> [What the task requires] For the entries below, the result should be an exact transcription of the lines from the one with "the root applications." up to and including the one with "the observability stack", and only those.

> [Input data]

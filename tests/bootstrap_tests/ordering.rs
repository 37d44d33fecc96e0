//! Integration tests for phase ordering
//!
//! These tests tell the story of what happens when a phase runs before the
//! phase it depends on. The platform rejects the action, and the sequencer
//! stops at the phase that was moved instead of carrying on.

use platform_bootstrap::bootstrap;
use platform_bootstrap::orchestrator::Orchestrator;
use platform_bootstrap::phase::{Phase, PhaseSequencer, SequencerOutcome};
use platform_bootstrap::Error;

use super::fake::FakePlatform;
use super::session;

fn position(phases: &[Phase], name: &str) -> usize {
    phases
        .iter()
        .position(|p| p.name == name)
        .unwrap_or_else(|| panic!("no phase {name}"))
}

/// Move phase `name` directly in front of phase `before`
fn move_before(phases: &mut Vec<Phase>, name: &str, before: &str) {
    let phase = phases.remove(position(phases, name));
    let at = position(phases, before);
    phases.insert(at, phase);
}

/// Move phase `name` directly behind phase `after`
fn move_after(phases: &mut Vec<Phase>, name: &str, after: &str) {
    let phase = phases.remove(position(phases, name));
    let at = position(phases, after) + 1;
    phases.insert(at, phase);
}

fn aborted(outcome: SequencerOutcome) -> (String, Error, Vec<String>) {
    match outcome {
        SequencerOutcome::Aborted {
            phase,
            error,
            reports,
        } => (phase, error, reports.into_iter().map(|r| r.name).collect()),
        SequencerOutcome::Completed { reports } => {
            panic!("expected an abort, every phase ran: {reports:?}")
        }
    }
}

// =============================================================================
// Story: Root applications before Argo CD are rejected
// =============================================================================

#[tokio::test]
async fn story_handoff_before_argocd_aborts_at_handoff() {
    let platform = FakePlatform::new();
    let session = session(&[]);
    let mut phases = bootstrap::plan(&session).unwrap();
    move_before(&mut phases, "workload-handoff", "gitops-control-plane");

    let (phase, error, ran) = aborted(
        PhaseSequencer::new(phases)
            .run(&platform, &platform)
            .await,
    );

    assert_eq!(phase, "workload-handoff");
    assert_eq!(ran.last().map(String::as_str), Some("workload-handoff"));
    assert!(!ran.contains(&"gitops-control-plane".to_string()));

    // Both root applications were attempted and both failures are reported
    match &error {
        Error::Aggregate {
            total, failures, ..
        } => {
            assert_eq!(*total, 2);
            assert_eq!(failures.len(), 2);
        }
        other => panic!("expected an aggregate error, got {other}"),
    }
    let diagnostics = error.diagnostics();
    assert_eq!(diagnostics.len(), 2);
    assert!(diagnostics
        .iter()
        .all(|d| d.contains("ensure CRDs are installed first")));

    assert!(!platform
        .invocations()
        .iter()
        .any(|inv| inv.args.iter().any(|a| a == "argo/argo-cd")));
}

// =============================================================================
// Story: Argo CD before its namespace is rejected
// =============================================================================

#[tokio::test]
async fn story_argocd_before_namespaces_aborts_at_control_plane() {
    let platform = FakePlatform::new();
    let session = session(&[]);
    let mut phases = bootstrap::plan(&session).unwrap();
    move_after(&mut phases, "namespaces", "gitops-control-plane");

    let outcome = PhaseSequencer::new(phases)
        .run(&platform, &platform)
        .await;

    // Labelling only warns, so the run reaches the control plane
    let labels = outcome
        .reports()
        .iter()
        .find(|r| r.name == "namespace-labels")
        .expect("labels phase ran");
    assert_eq!(labels.status.label(), "warning");

    let (phase, error, _) = aborted(outcome);
    assert_eq!(phase, "gitops-control-plane");
    assert!(error
        .diagnostics()
        .iter()
        .any(|d| d.contains("namespaces \"argocd\" not found")));
}

// =============================================================================
// Story: Without a CNI nothing schedules and the DNS wait times out
// =============================================================================

#[tokio::test]
async fn story_missing_network_fabric_times_out_at_dns() {
    let platform = FakePlatform::new();
    let session = session(&[]);
    let mut phases = bootstrap::plan(&session).unwrap();
    phases.retain(|p| p.name != "network-fabric");

    let (phase, error, _) = aborted(
        PhaseSequencer::new(phases)
            .run(&platform, &platform)
            .await,
    );

    assert_eq!(phase, "dns");
    assert!(error.is_timeout());
    assert!(error.to_string().contains("after 3 checks"));
}

// =============================================================================
// Story: A missing tool stops the run before anything changes
// =============================================================================

#[tokio::test]
async fn story_missing_prerequisite_fails_fast() {
    let platform = FakePlatform::new().without_tool("kind");
    let session = session(&["--force"]);

    let result = Orchestrator::new(&session, &platform, &platform, &platform)
        .run()
        .await;

    match result {
        Err(Error::PrerequisiteNotFound { tool, hint }) => {
            assert_eq!(tool, "kind");
            assert!(hint.contains("kind.sigs.k8s.io"));
        }
        Err(other) => panic!("expected a missing prerequisite, got {other}"),
        Ok(summary) => panic!("run should not start:\n{}", summary.render()),
    }
    assert!(platform.mutations().is_empty());
    assert!(platform
        .invocations()
        .iter()
        .all(|inv| inv.program == "which"));
}
//! The platform bootstrap plan
//!
//! Builds the ordered phase list for one session. Building the plan performs
//! no I/O; everything happens when the sequencer runs it.
//!
//! Order matters: Cilium must be running before CoreDNS can schedule, and
//! Argo CD needs both before it can reconcile anything. Argo CD manages the
//! platform only after the handoff phase applies the root applications.

pub mod argocd;
pub mod cilium;
pub mod credentials;
pub mod handoff;
pub mod kind;
pub mod namespaces;
pub mod repositories;
pub mod verify;

use crate::health::{HealthPredicate, SuccessCondition};
use crate::observer::{ResourceKind, ResourceSelector};
use crate::phase::Phase;
use crate::session::BootstrapSession;
use crate::task::ExistsCheck;
use crate::tool::Invocation;
use crate::Result;
use tracing::warn;

/// Namespace Argo CD is installed into
pub const ARGOCD_NAMESPACE: &str = "argocd";

/// Namespace of the observability stack
pub const MONITORING_NAMESPACE: &str = "monitoring";

/// Namespace of cluster-level components
pub const KUBE_SYSTEM_NAMESPACE: &str = "kube-system";

/// Builds kubectl and helm invocations pinned to one kube context
#[derive(Clone, Copy, Debug)]
pub struct ClusterTools<'a> {
    context: &'a str,
}

impl<'a> ClusterTools<'a> {
    /// Tools for `context`, e.g. `kind-platform`
    pub fn new(context: &'a str) -> Self {
        Self { context }
    }

    fn with_flag(flag: &str, context: &str, args: &[&str]) -> Vec<String> {
        let mut full = vec![flag.to_string(), context.to_string()];
        full.extend(args.iter().map(|a| a.to_string()));
        full
    }

    /// Read-only kubectl invocation
    pub fn kubectl_query(&self, args: &[&str]) -> Invocation {
        Invocation::query("kubectl", Self::with_flag("--context", self.context, args))
    }

    /// State-changing kubectl invocation
    pub fn kubectl_mutation(&self, args: &[&str]) -> Invocation {
        Invocation::mutation("kubectl", Self::with_flag("--context", self.context, args))
    }

    /// Read-only helm invocation
    pub fn helm_query(&self, args: &[&str]) -> Invocation {
        Invocation::query("helm", Self::with_flag("--kube-context", self.context, args))
    }

    /// Skip an install unless `release` in `namespace` is deployed.
    ///
    /// `helm status` exits zero for failed and pending releases too, so the
    /// status field is compared rather than the exit code.
    pub fn release_deployed(&self, release: &str, namespace: &str) -> ExistsCheck {
        ExistsCheck::json_field(
            self.helm_query(&["status", release, "--namespace", namespace, "-o", "json"]),
            "/info/status",
            "deployed",
        )
    }

    /// State-changing helm invocation
    pub fn helm_mutation(&self, args: &[&str]) -> Invocation {
        Invocation::mutation("helm", Self::with_flag("--kube-context", self.context, args))
    }
}

/// Infrastructure wait with the session's polling budget
pub(crate) fn wait_for(
    session: &BootstrapSession,
    selector: ResourceSelector,
    condition: SuccessCondition,
) -> HealthPredicate {
    HealthPredicate::new(
        selector,
        condition,
        session.poll_interval(),
        session.max_wait_iterations(),
    )
}

/// Wait for CoreDNS, which can only schedule once the CNI is up
pub fn dns_phase(session: &BootstrapSession) -> Phase {
    Phase::new("dns", "Waiting for cluster DNS").require(wait_for(
        session,
        ResourceSelector::named(ResourceKind::Deployment, KUBE_SYSTEM_NAMESPACE, "coredns"),
        SuccessCondition::AllReady { min: 1 },
    ))
}

/// The full bootstrap, in dependency order
pub fn plan(session: &BootstrapSession) -> Result<Vec<Phase>> {
    let context = session.kube_context();
    let tools = ClusterTools::new(&context);

    let mut phases = vec![
        kind::cluster_phase(session)?,
        repositories::repositories_phase(),
        namespaces::namespaces_phase(session, tools),
        namespaces::labels_phase(session, tools),
        cilium::network_fabric_phase(session, tools),
        dns_phase(session),
        argocd::control_plane_phase(session, tools),
    ];

    if let Some(credential) = session.credential() {
        phases.push(credentials::credentials_phase(tools, credential)?);
    }

    match session.gitops() {
        Some(source) => phases.push(handoff::handoff_phase(tools, source)?),
        None => warn!("GITOPS_REPO_URL not set, skipping root application handoff"),
    }

    Ok(phases)
}

/// Checks on the sample workload run after convergence monitoring
pub fn verification_plan(session: &BootstrapSession) -> Vec<Phase> {
    vec![verify::workload_phase(session)]
}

> [Task result]
//! platform only after the handoff phase applies the root applications.

pub mod argocd;
pub mod cilium;
pub mod credentials;
pub mod handoff;
pub mod kind;
pub mod namespaces;
pub mod repositories;
pub mod verify;

use crate::health::{HealthPredicate, SuccessCondition};
use crate::observer::{ResourceKind, ResourceSelector};
use crate::phase::Phase;
use crate::session::BootstrapSession;
use crate::task::ExistsCheck;
use crate::tool::Invocation;
use crate::Result;
use tracing::warn;

/// Namespace Argo CD is installed into
pub const ARGOCD_NAMESPACE: &str = "argocd";

/// Namespace of the observability stack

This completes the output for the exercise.